Você não deveria interferir nos negócios das outras pessoas.

Rakip bir şirket tarafından Tom'un işine son verildi.

Tom foi contratado por uma companhia rival.

Ya da gazetedeki ve ya televizyondaki işine son veriyorlar

Ou eles terminam o trabalho no jornal ou na televisão

- Bu kitap işine yarayabilir.
- Bu kitap senin için faydalı olabilir.

Este livro poderia ser útil para você.

Bana ne yapacağımı söylemeyi bırak ve sen kendi işine bak.

Pare de me dizer o que fazer e cuide das suas coisas.

Rahibe Teresa neye ihtiyaç olduğunu görmek için etrafına bakarak işine başladı.

Madre Teresa começou seu trabalho olhando ao redor para ver o que era necessário.

- Buyur. Bunu yanına al. Faydalı olabilir.
- Al. Bunu yanında taşı. İşine yarayabilir.

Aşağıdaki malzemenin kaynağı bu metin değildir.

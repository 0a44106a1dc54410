//! Deployment module

pub mod applier;
pub mod arch;
pub mod builder;
pub mod fsm;
pub mod network;
pub mod probe;
pub mod reconciler;
pub mod waiter;
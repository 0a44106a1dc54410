//! Utility functions

use serde::{Deserialize, Serialize};
use std::time::Duration;

/// Version information for the reconciler binary
#[derive(Debug, Clone, Serialize, Deserialize)]
pub struct VersionInfo {
    pub version: String,
    pub git_hash: String,
    pub build_time: String,
}

/// Get version information
pub fn version_info() -> VersionInfo {
    VersionInfo {
        version: env!("CARGO_PKG_VERSION").to_string(),
        git_hash: option_env!("GIT_HASH").unwrap_or("unknown").to_string(),
        build_time: option_env!("BUILD_TIME").unwrap_or("unknown").to_string(),
    }
}

/// Bounded retry policy for control plane reads
#[derive(Debug, Clone)]
pub struct RetryOptions {
    /// Total attempts, including the first one
    pub attempts: u32,
    pub base_delay: Duration,
    pub max_delay: Duration,
    pub multiplier: f64,
}

impl Default for RetryOptions {
    fn default() -> Self {
        Self {
            attempts: 4,
            base_delay: Duration::from_millis(500),
            max_delay: Duration::from_secs(8),
            multiplier: 2.0,
        }
    }
}

/// Calculate exponential backoff delay
pub fn calc_exp_backoff(options: &RetryOptions, attempt: u32) -> Duration {
    let delay_secs = options.base_delay.as_secs_f64() * options.multiplier.powi(attempt as i32);
    let capped_delay = delay_secs.min(options.max_delay.as_secs_f64());
    Duration::from_secs_f64(capped_delay)
}

/// Generate a random UUID v4
pub fn generate_uuid() -> String {
    uuid::Uuid::new_v4().to_string()
}

/// Calculate SHA256 hash of data
pub fn sha256_hash(data: &[u8]) -> String {
    use sha2::{Digest, Sha256};
    let mut hasher = Sha256::new();
    hasher.update(data);
    let result = hasher.finalize();
    hex::encode(result)
}

/// Hostname of the machine running the reconciliation
pub fn host_name() -> String {
    sysinfo::System::host_name().unwrap_or_else(|| "unknown".to_string())
}

/// Hex encoding utilities
mod hex {
    const HEX_CHARS: &[u8; 16] = b"0123456789abcdef";

    pub fn encode(data: impl AsRef<[u8]>) -> String {
        let data = data.as_ref();
        let mut result = String::with_capacity(data.len() * 2);
        for byte in data {
            result.push(HEX_CHARS[(byte >> 4) as usize] as char);
            result.push(HEX_CHARS[(byte & 0x0f) as usize] as char);
        }
        result
    }
}
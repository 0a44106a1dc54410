//! Stack output resolution tests

use convoy::errors::ReconcileError;
use convoy::filesys::file::File;
use convoy::stack::{keys, EnvStackOutputs, JsonFileOutputs, StackOutputResolver, StackOutputs};
use tokio_test::{assert_err, assert_ok};

#[test]
fn test_flat_document_with_provider_aliases() {
    let outputs = JsonFileOutputs::parse(
        r#"{
            "ExecutionRoleArn": "role/exec",
            "TaskRoleArn": "role/task",
            "VpcId": "vpc-1",
            "PrivateSubnets": "subnet-a,subnet-b",
            "ServiceSecurityGroupId": "sg-app",
            "DashboardUrl": "https://example.invalid"
        }"#,
    )
    .unwrap();

    assert_eq!(outputs.get(keys::EXECUTION_ROLE), Some("role/exec"));
    assert_eq!(outputs.get(keys::SECURITY_GROUP_ID), Some("sg-app"));
    assert_eq!(outputs.list(keys::SUBNET_IDS), vec!["subnet-a", "subnet-b"]);
    assert_eq!(outputs.len(), 5);
}

#[test]
fn test_list_document() {
    let outputs = JsonFileOutputs::parse(
        r#"[
            {"OutputKey": "TaskExecutionRoleArn", "OutputValue": "role/exec"},
            {"OutputKey": "TargetGroupArn", "OutputValue": "tg/web"},
            {"OutputKey": "SubnetIds", "OutputValue": "  "}
        ]"#,
    )
    .unwrap();

    assert_eq!(outputs.get(keys::EXECUTION_ROLE), Some("role/exec"));
    assert_eq!(outputs.get(keys::TARGET_GROUP_REF), Some("tg/web"));
    assert!(outputs.get(keys::SUBNET_IDS).is_none());
}

#[test]
fn test_unreadable_document_is_configuration_error() {
    let err = JsonFileOutputs::parse("[1, 2").unwrap_err();
    assert!(matches!(err, ReconcileError::Configuration(_)));
}

#[test]
fn test_require_names_missing_output() {
    let outputs = StackOutputs::new().with(keys::TASK_ROLE, "role/task");
    let err = outputs.require(keys::EXECUTION_ROLE).unwrap_err();
    assert!(err.to_string().contains(keys::EXECUTION_ROLE));
}

#[tokio::test]
async fn test_env_resolver() {
    let resolver = EnvStackOutputs::new(vec![
        ("EXECUTION_ROLE_ARN".to_string(), "role/exec".to_string()),
        ("SUBNET_IDS".to_string(), "subnet-a".to_string()),
        ("SECURITY_GROUP_ID".to_string(), "".to_string()),
        ("HOME".to_string(), "/root".to_string()),
    ]);

    let outputs = assert_ok!(resolver.resolve().await);
    assert_eq!(outputs.get(keys::EXECUTION_ROLE), Some("role/exec"));
    assert_eq!(outputs.list(keys::SUBNET_IDS), vec!["subnet-a"]);
    assert!(outputs.get(keys::SECURITY_GROUP_ID).is_none());
    assert_eq!(outputs.len(), 2);
}

#[tokio::test]
async fn test_json_file_resolver() {
    let path = std::env::temp_dir().join(format!(
        "convoy-outputs-{}.json",
        convoy::utils::generate_uuid()
    ));
    let file = File::new(&path);
    file.write_string(r#"{"VpcId": "vpc-9"}"#).await.unwrap();

    let outputs = assert_ok!(JsonFileOutputs::new(file).resolve().await);
    assert_eq!(outputs.get(keys::VPC_ID), Some("vpc-9"));

    let _ = tokio::fs::remove_file(&path).await;
}

#[tokio::test]
async fn test_missing_outputs_file() {
    let resolver = JsonFileOutputs::new(File::new("/nonexistent/outputs.json"));
    let err = assert_err!(resolver.resolve().await);
    assert!(matches!(err, ReconcileError::Configuration(_)));
}
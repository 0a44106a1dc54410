//! REST control plane tests against a local mock server

use std::time::Duration;

use convoy::errors::ReconcileError;
use convoy::http::client::HttpClient;
use convoy::models::plane::{IngressOutcome, IngressRule};
use convoy::plane::ControlPlane;
use tokio_test::{assert_err, assert_ok};
use wiremock::matchers::{header, method, path};
use wiremock::{Mock, MockServer, ResponseTemplate};

const INGRESS_PATH: &str = "/v1/security-groups/sg-logs/ingress";

fn rule() -> IngressRule {
    IngressRule {
        security_group: "sg-logs".to_string(),
        protocol: "tcp".to_string(),
        port: 443,
        source_security_group: "sg-app".to_string(),
    }
}

fn client(server: &MockServer) -> HttpClient {
    HttpClient::new(
        &format!("{}/v1", server.uri()),
        Some("t0ken".to_string().into()),
        Duration::from_secs(5),
    )
    .unwrap()
}

#[tokio::test]
async fn test_ingress_grant_with_empty_body() {
    for status in [201, 204] {
        let server = MockServer::start().await;
        Mock::given(method("POST"))
            .and(path(INGRESS_PATH))
            .and(header("authorization", "Bearer t0ken"))
            .respond_with(ResponseTemplate::new(status))
            .expect(1)
            .mount(&server)
            .await;

        let outcome = assert_ok!(client(&server).authorize_ingress(&rule()).await);
        assert_eq!(outcome, IngressOutcome::Created, "status {}", status);
    }
}

#[tokio::test]
async fn test_duplicate_ingress_grant() {
    let server = MockServer::start().await;
    Mock::given(method("POST"))
        .and(path(INGRESS_PATH))
        .respond_with(ResponseTemplate::new(409).set_body_string("rule already exists"))
        .mount(&server)
        .await;

    let outcome = assert_ok!(client(&server).authorize_ingress(&rule()).await);
    assert_eq!(outcome, IngressOutcome::AlreadyExists);
}

#[tokio::test]
async fn test_throttled_ingress_grant_is_transient() {
    let server = MockServer::start().await;
    Mock::given(method("POST"))
        .and(path(INGRESS_PATH))
        .respond_with(ResponseTemplate::new(429))
        .mount(&server)
        .await;

    let err = assert_err!(client(&server).authorize_ingress(&rule()).await);
    assert!(matches!(err, ReconcileError::TransientControlPlane(_)));
}

#[tokio::test]
async fn test_missing_service_is_absent() {
    let server = MockServer::start().await;
    Mock::given(method("GET"))
        .and(path("/v1/clusters/demo-dev-cluster/services/demo-dev-svc"))
        .respond_with(ResponseTemplate::new(404))
        .mount(&server)
        .await;

    let service = assert_ok!(
        client(&server)
            .describe_service("demo-dev-cluster", "demo-dev-svc")
            .await
    );
    assert!(service.is_none());
}
//! Network-rule patcher
//!
//! Lets the service's security group reach the managed logging endpoint.
//! This step never fails the reconciliation: by the time it runs the
//! service already points at the new revision, so problems here only
//! degrade log delivery.

use tracing::{info, warn};

use crate::deploy::probe::Prober;
use crate::errors::ReconcileError;
use crate::models::plane::{IngressOutcome, IngressRule};
use crate::models::result::PatchOutcome;
use crate::models::spec::DeploymentSpec;
use crate::plane::ControlPlane;

/// Network patch settings
#[derive(Debug, Clone)]
pub struct NetworkPatchOptions {
    /// Service name of the logging VPC endpoint
    pub logging_endpoint_service: String,

    /// Port the endpoint listens on
    pub ingress_port: u16,
}

impl Default for NetworkPatchOptions {
    fn default() -> Self {
        Self {
            logging_endpoint_service: "logs".to_string(),
            ingress_port: 443,
        }
    }
}

pub struct NetworkPatcher<'a> {
    plane: &'a dyn ControlPlane,
    prober: &'a Prober<'a>,
    options: NetworkPatchOptions,
}

impl<'a> NetworkPatcher<'a> {
    pub fn new(
        plane: &'a dyn ControlPlane,
        prober: &'a Prober<'a>,
        options: NetworkPatchOptions,
    ) -> Self {
        Self {
            plane,
            prober,
            options,
        }
    }

    /// Ensure the ingress rule exists. Errors are folded into the outcome.
    pub async fn patch(&self, spec: &DeploymentSpec) -> PatchOutcome {
        let network = spec.network();
        let (Some(vpc), Some(source)) = (network.vpc_id.as_deref(), network.security_group.as_deref())
        else {
            let reason = "no VPC id or compute security group resolved".to_string();
            info!("Skipping logging endpoint ingress: {}", reason);
            return PatchOutcome::Skipped(reason);
        };

        match self.ensure_ingress(vpc, source).await {
            Ok(outcome) => outcome,
            Err(e) => {
                warn!("Logging endpoint ingress not ensured: {}", e);
                PatchOutcome::Degraded(e.to_string())
            }
        }
    }

    async fn ensure_ingress(&self, vpc: &str, source: &str) -> Result<PatchOutcome, ReconcileError> {
        let service_name = &self.options.logging_endpoint_service;
        let endpoint = self
            .prober
            .probe_vpc_endpoint(vpc, service_name)
            .await?;

        let Some(endpoint_group) = endpoint.and_then(|e| e.security_groups.into_iter().next())
        else {
            let reason = format!("logging endpoint '{}' not found in {}", service_name, vpc);
            warn!("{}; log delivery may be degraded", reason);
            return Ok(PatchOutcome::Degraded(reason));
        };

        let rule = IngressRule {
            security_group: endpoint_group,
            protocol: "tcp".to_string(),
            port: self.options.ingress_port,
            source_security_group: source.to_string(),
        };

        // The pre-check only saves a call; the provider's duplicate handling
        // is what keeps concurrent runs safe.
        let existing = self.prober.probe_ingress_rules(&rule.security_group).await?;
        if existing.contains(&rule) {
            info!(
                "Ingress {}/{} from {} to {} already present",
                rule.protocol, rule.port, rule.source_security_group, rule.security_group
            );
            return Ok(PatchOutcome::AlreadyPresent);
        }

        match self.plane.authorize_ingress(&rule).await? {
            IngressOutcome::Created => {
                info!(
                    "Authorized ingress {}/{} from {} to {}",
                    rule.protocol, rule.port, rule.source_security_group, rule.security_group
                );
                Ok(PatchOutcome::Authorized)
            }
            IngressOutcome::AlreadyExists => {
                info!("Ingress rule was added concurrently; treating as present");
                Ok(PatchOutcome::AlreadyPresent)
            }
        }
    }
}
//! Finite state machine for a reconciliation run

use serde::{Deserialize, Serialize};

/// Reconciliation phase
#[derive(Debug, Clone, Copy, PartialEq, Eq, Serialize, Deserialize)]
#[serde(rename_all = "snake_case")]
pub enum ReconcilePhase {
    /// Nothing done yet
    Pending,

    /// Desired state validated and remote preconditions probed
    Validated,

    /// New task definition revision registered
    Registered,

    /// Service created or updated
    Applied,

    /// Auxiliary network rules handled
    Patched,

    /// Waiting for the service to settle
    Converging,

    /// Running count matches desired count
    Stable,

    /// Gave up waiting; the rollout may still finish
    TimedOut,

    /// Reconciliation aborted or rollout rolled back
    Failed,
}

impl ReconcilePhase {
    pub fn is_terminal(&self) -> bool {
        matches!(
            self,
            ReconcilePhase::Stable | ReconcilePhase::TimedOut | ReconcilePhase::Failed
        )
    }
}

/// Reconciliation event
#[derive(Debug, Clone)]
pub enum ReconcileEvent {
    /// Inputs validated and remote state probed
    Validate,

    /// Revision registered
    Register,

    /// Service create or update accepted
    Apply,

    /// Network patch step finished (whatever its outcome)
    Patch,

    /// Convergence wait started
    Wait,

    /// Service converged
    Converge,

    /// Deadline reached before convergence
    Timeout,

    /// Unrecoverable error or rollback
    Fail(String),
}

/// Reconciliation FSM
#[derive(Debug, Clone)]
pub struct ReconcileFsm {
    phase: ReconcilePhase,
    error: Option<String>,
}

impl ReconcileFsm {
    /// Create a new FSM in pending phase
    pub fn new() -> Self {
        Self {
            phase: ReconcilePhase::Pending,
            error: None,
        }
    }

    /// Get current phase
    pub fn phase(&self) -> ReconcilePhase {
        self.phase
    }

    /// Get failure reason if any
    pub fn error(&self) -> Option<&str> {
        self.error.as_deref()
    }

    /// Process an event and transition phase
    pub fn process(&mut self, event: ReconcileEvent) -> Result<ReconcilePhase, String> {
        let next = match (self.phase, &event) {
            (ReconcilePhase::Pending, ReconcileEvent::Validate) => ReconcilePhase::Validated,
            (ReconcilePhase::Validated, ReconcileEvent::Register) => ReconcilePhase::Registered,
            (ReconcilePhase::Registered, ReconcileEvent::Apply) => ReconcilePhase::Applied,
            (ReconcilePhase::Applied, ReconcileEvent::Patch) => ReconcilePhase::Patched,
            (ReconcilePhase::Patched, ReconcileEvent::Wait) => ReconcilePhase::Converging,
            (ReconcilePhase::Converging, ReconcileEvent::Converge) => ReconcilePhase::Stable,
            (ReconcilePhase::Converging, ReconcileEvent::Timeout) => ReconcilePhase::TimedOut,

            (phase, ReconcileEvent::Fail(reason)) if !phase.is_terminal() => {
                self.error = Some(reason.clone());
                ReconcilePhase::Failed
            }

            (phase, event) => {
                return Err(format!("Invalid transition: {:?} -> {:?}", phase, event));
            }
        };

        self.phase = next;
        Ok(next)
    }
}

impl Default for ReconcileFsm {
    fn default() -> Self {
        Self::new()
    }
}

Tome. Leve isso com você. Pode ser útil.

- Neden bir uçurtma uçurmaya gitmiyorsun?
- Yürü git işine.
- Çek arabanı.
- Senin başka işin yok mu?

Por que você não vai soltar pipa?

- Kısa bir moladan sonra işine kaldığı yerden devam etti.
- Kısa bir moladan sonra çalışmasına devam etti.

Ele continuou com seu trabalho depois de um breve descanso.

Onun işe genellikle geç gelmesi yeterince kötüydü fakat sarhoş gelmesi bardağı taşıran son damlaydı ve ben onun işine son verdireceğim.

Já era ruim o bastante que ele normalmente chegasse atrasado ao serviço, mas vir trabalhar bêbado foi a última gota d'água, e vou ter de demiti-lo.